The decades-long evolution of our Data Verification Platform model

The ideas Lockstep is presenting in our Data Verification Platform model didn’t spring up overnight. They can be traced back more than a decade to 2011 — and in some cases all the way back to last century.

In 1999, Stephen Wilson proposed that authentication technologies should be about more than just personal identity.

The idea that PKI certificates in particular could protect personal attributes against so-called identity theft was first written down in 2007 and presented to the Australian government’s Access Card inquiry.

This timeline sketches out the rest of the story.
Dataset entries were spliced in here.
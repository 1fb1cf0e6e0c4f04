pub mod middleware;
pub mod routes;
pub mod service;

pub use routes::get_router;
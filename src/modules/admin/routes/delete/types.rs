pub mod request {
    use crate::modules::auth::middleware::AdminAuth;

    pub struct Payload {
        pub id: String,
        pub auth: AdminAuth,
    }
}

pub mod response {
    use crate::utils::response;
    use axum::{http::StatusCode, response::IntoResponse};

    pub enum Success {
        UserDeleted,
    }

    impl IntoResponse for Success {
        fn into_response(self) -> axum::response::Response {
            match self {
                Self::UserDeleted => StatusCode::NO_CONTENT.into_response(),
            }
        }
    }

    pub enum Error {
        UserNotFound,
        FailedToDeleteUser,
    }

    impl IntoResponse for Error {
        fn into_response(self) -> axum::response::Response {
            match self {
                Self::UserNotFound => {
                    response::fail(StatusCode::NOT_FOUND, "No user found with that ID")
                }
                Self::FailedToDeleteUser => response::error("Failed to delete user"),
            }
        }
    }

    pub type Response = Result<Success, Error>;
}
use super::types::{request, response};
use crate::{modules::user::repository, types::Context};
use std::sync::Arc;

pub async fn service(ctx: Arc<Context>, payload: request::Payload) -> response::Response {
    let deleted = repository::delete_by_id(&ctx.db_conn.pool, &payload.id)
        .await
        .map_err(|_| response::Error::FailedToDeleteUser)?;

    if !deleted {
        return Err(response::Error::UserNotFound);
    }

    tracing::info!("Admin {} deleted user {}", payload.auth.user.id, payload.id);

    Ok(response::Success::UserDeleted)
}
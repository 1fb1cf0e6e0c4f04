use super::types::{request, response};
use crate::{
    modules::{
        auth::service::{password, session},
        user::repository,
    },
    types::Context,
};
use axum::http::StatusCode;
use std::sync::Arc;
use validator::Validate;

pub async fn service(ctx: Arc<Context>, payload: request::Payload) -> response::Response {
    payload.body.validate().map_err(|errors| {
        tracing::warn!("Failed to validate payload: {errors}");
        response::Error::FailedToValidate(errors)
    })?;

    let user = payload.auth.user;

    if !password::verify(&payload.body.password_current, &user.password) {
        return Err(response::Error::WrongCurrentPassword);
    }

    let password_hash =
        password::hash(&payload.body.password).map_err(|_| response::Error::UnexpectedError)?;

    let user = repository::update_password(&ctx.db_conn.pool, &user.id, password_hash)
        .await
        .map_err(|_| response::Error::FailedToUpdatePassword)?;

    session::issue(&ctx, user, StatusCode::OK)
        .map(response::Success::PasswordUpdated)
        .map_err(|_| response::Error::UnexpectedError)
}
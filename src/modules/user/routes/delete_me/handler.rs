use super::{service::service, types::request};
use crate::types::Context;
use axum::{extract::State, response::IntoResponse};
use std::sync::Arc;

pub async fn handler(State(ctx): State<Arc<Context>>, auth: request::Auth) -> impl IntoResponse {
    service(ctx, request::Payload { auth }).await
}
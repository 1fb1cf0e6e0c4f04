pub mod admin;
pub mod auth;
pub mod notification;
pub mod user;

mod router;
pub use router::get_router;
mod handler;
mod service;
mod types;

use crate::types::Context;
use axum::routing::{patch, Router};
use std::sync::Arc;

pub fn get_router() -> Router<Arc<Context>> {
    Router::new().route("/updateMe", patch(handler::handler))
}
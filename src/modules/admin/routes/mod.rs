mod create;
mod delete;
mod get;
mod list;
mod update;

use crate::types::Context;
use axum::routing::{get, Router};
use std::sync::Arc;

/// User management, rooted at whatever path the caller nests it under.
pub fn get_router() -> Router<Arc<Context>> {
    Router::new()
        .route("/", get(list::handler).post(create::handler))
        .route(
            "/:id",
            get(get::handler)
                .patch(update::handler)
                .delete(delete::handler),
        )
}
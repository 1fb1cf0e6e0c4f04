use axum::{
    http::StatusCode,
    response::{IntoResponse, Response},
    Json,
};
use serde_json::json;

/// Client errors are reported as `fail`, server errors as `error`.
pub fn fail(status: StatusCode, message: &str) -> Response {
    let kind = if status.is_server_error() {
        "error"
    } else {
        "fail"
    };

    (status, Json(json!({ "status": kind, "message": message }))).into_response()
}

pub fn error(message: &str) -> Response {
    fail(StatusCode::INTERNAL_SERVER_ERROR, message)
}
use super::{service::service, types::request};
use crate::{types::Context, utils::extract::Json};
use axum::{extract::State, response::IntoResponse};
use std::sync::Arc;

pub async fn handler(
    State(ctx): State<Arc<Context>>,
    Json(payload): Json<request::Payload>,
) -> impl IntoResponse {
    service(ctx, payload).await
}
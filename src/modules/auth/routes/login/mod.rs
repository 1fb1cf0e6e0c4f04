mod handler;
mod service;
mod types;

use crate::types::Context;
use axum::routing::{post, Router};
use std::sync::Arc;

pub fn get_router() -> Router<Arc<Context>> {
    Router::new().route("/login", post(handler::handler))
}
All items have been written by Stephen Wilson except where noted.


Privacy positive aspects of public key infrastructures, Privacy Law & Policy Reporter 190.

“Authentication needs to encompass the ability to prove your business relationships, authorisations, membership(s), delegations, and so on, as well as — or instead of! — your personal identity.”


Patent application: System and method for anonymously indexing electronic record systems for anonymous digital certificates asserting particular attributes — such as health system identifiers, biometrics, or other personal data — rather than identity.
Couched in legalese, this was a very early specification of what are now called verifiable credentials.This became US patent 8,347,101, granted in 2013.


Conveying the pedigree of identifiers using digital certificates (PDF), Lockstep Babysteps No. 11. This was also presented to the Senate Finance and Public Affairs Committee’s inquiry into the Access Card legislation 2007.

“The root cause of much identity theft and fraud today is the unfortunate fact that customer reference numbers and personal identifiers are so easy to copy. Simple numerical data like bank account numbers can be stolen from many different sources, and replayed in bogus transactions. In some cases, identifiers like credit card numbers can be simply made up, without merchants being readily able to tell the difference…

“There are ways of issuing personal data to a smartcard that prevent those data from being ‘claimed’ by anyone else, copied from one card to another, or simply made up. One way to do so is to encapsulate and notarise personal data in a unique digital certificate issued to a smartcard.”


Written submission (PDF) and in-person testimony (PDF) to the Inquiry into cybercrime by the Australian Parliament’s House of Representatives Standing Committee on Communications.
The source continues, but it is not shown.